## Data to use
§

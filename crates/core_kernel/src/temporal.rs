//! Clock abstraction and venue-timezone helpers
//!
//! Scheduling decisions (reminder windows, feedback follow-ups, payment due
//! dates) are made against the venue's local calendar while storage and
//! transport stay in UTC. `Timezone` converts between the two, and `Clock`
//! makes "now" injectable so scan windows are testable.

use chrono::{DateTime, Days, NaiveDate, NaiveTime, TimeZone, Utc};
use chrono_tz::Tz;
use serde::{Deserialize, Deserializer, Serialize, Serializer};
use std::str::FromStr;
use std::sync::RwLock;
use thiserror::Error;

/// Source of the current instant
///
/// Services take a `Clock` instead of calling `Utc::now()` directly so that
/// time-sensitive behaviour can be pinned in tests.
pub trait Clock: Send + Sync {
    fn now(&self) -> DateTime<Utc>;
}

/// Production clock backed by the system time
#[derive(Debug, Clone, Copy, Default)]
pub struct SystemClock;

impl Clock for SystemClock {
    fn now(&self) -> DateTime<Utc> {
        Utc::now()
    }
}

/// Clock pinned to a chosen instant, adjustable after construction
#[derive(Debug)]
pub struct FixedClock {
    instant: RwLock<DateTime<Utc>>,
}

impl FixedClock {
    pub fn new(instant: DateTime<Utc>) -> Self {
        Self {
            instant: RwLock::new(instant),
        }
    }

    /// Repins the clock to the given instant
    pub fn set(&self, instant: DateTime<Utc>) {
        *self.instant.write().unwrap_or_else(|e| e.into_inner()) = instant;
    }

    /// Moves the clock forward (or backward) by the given duration
    pub fn advance(&self, delta: chrono::Duration) {
        let mut guard = self.instant.write().unwrap_or_else(|e| e.into_inner());
        *guard += delta;
    }
}

impl Clock for FixedClock {
    fn now(&self) -> DateTime<Utc> {
        *self.instant.read().unwrap_or_else(|e| e.into_inner())
    }
}

/// Error produced when a timezone name is not in the tz database
#[derive(Debug, Error, PartialEq, Eq)]
#[error("Unknown timezone: {0}")]
pub struct UnknownTimezone(pub String);

/// Timezone of the venue's local calendar
///
/// Wraps chrono_tz::Tz with custom serialization support.
#[derive(Debug, Clone, Copy, PartialEq, Eq)]
pub struct Timezone(pub Tz);

impl Timezone {
    pub fn new(tz: Tz) -> Self {
        Self(tz)
    }

    /// Converts a UTC datetime to the local timezone
    pub fn to_local(&self, utc: DateTime<Utc>) -> DateTime<Tz> {
        utc.with_timezone(&self.0)
    }

    /// Returns the local calendar date for the given instant
    pub fn local_date(&self, at: DateTime<Utc>) -> NaiveDate {
        at.with_timezone(&self.0).date_naive()
    }

    /// Resolves a local wall-clock date and time to a UTC instant
    pub fn instant(&self, date: NaiveDate, time: NaiveTime) -> DateTime<Utc> {
        // DST can make a wall-clock time ambiguous or unrepresentable; take
        // the earlier instant, or scan forward to the first minute that exists.
        let mut probe = date.and_time(time);
        for _ in 0..120 {
            if let Some(local) = probe.and_local_timezone(self.0).earliest() {
                return local.with_timezone(&Utc);
            }
            probe += chrono::Duration::minutes(1);
        }
        Utc.from_utc_datetime(&probe)
    }

    /// Gets the start of day (00:00 local) as a UTC instant
    pub fn start_of_day(&self, date: NaiveDate) -> DateTime<Utc> {
        self.instant(date, NaiveTime::MIN)
    }

    /// Half-open UTC window `[start, end)` covering the local calendar day
    pub fn day_bounds(&self, date: NaiveDate) -> (DateTime<Utc>, DateTime<Utc>) {
        let next = date.checked_add_days(Days::new(1)).unwrap_or(date);
        (self.start_of_day(date), self.start_of_day(next))
    }
}

impl Default for Timezone {
    fn default() -> Self {
        Self(chrono_tz::UTC)
    }
}

impl FromStr for Timezone {
    type Err = UnknownTimezone;

    fn from_str(s: &str) -> Result<Self, Self::Err> {
        Tz::from_str(s)
            .map(Timezone)
            .map_err(|_| UnknownTimezone(s.to_string()))
    }
}

impl Serialize for Timezone {
    fn serialize<S>(&self, serializer: S) -> Result<S::Ok, S::Error>
    where
        S: Serializer,
    {
        serializer.serialize_str(self.0.name())
    }
}

impl<'de> Deserialize<'de> for Timezone {
    fn deserialize<D>(deserializer: D) -> Result<Self, D::Error>
    where
        D: Deserializer<'de>,
    {
        let s = String::deserialize(deserializer)?;
        s.parse().map_err(serde::de::Error::custom)
    }
}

§

Only exact copies of the lines from the one containing "Self(chrono_tz::UTC)" to the end of the records belong in the answer.

## Response
        Self(chrono_tz::UTC)
    }
}

impl FromStr for Timezone {
    type Err = UnknownTimezone;

    fn from_str(s: &str) -> Result<Self, Self::Err> {
        Tz::from_str(s)
            .map(Timezone)
            .map_err(|_| UnknownTimezone(s.to_string()))
    }
}

impl Serialize for Timezone {
    fn serialize<S>(&self, serializer: S) -> Result<S::Ok, S::Error>
    where
        S: Serializer,
    {
        serializer.serialize_str(self.0.name())
    }
}

impl<'de> Deserialize<'de> for Timezone {
    fn deserialize<D>(deserializer: D) -> Result<Self, D::Error>
    where
        D: Deserializer<'de>,
    {
        let s = String::deserialize(deserializer)?;
        s.parse().map_err(serde::de::Error::custom)
    }
}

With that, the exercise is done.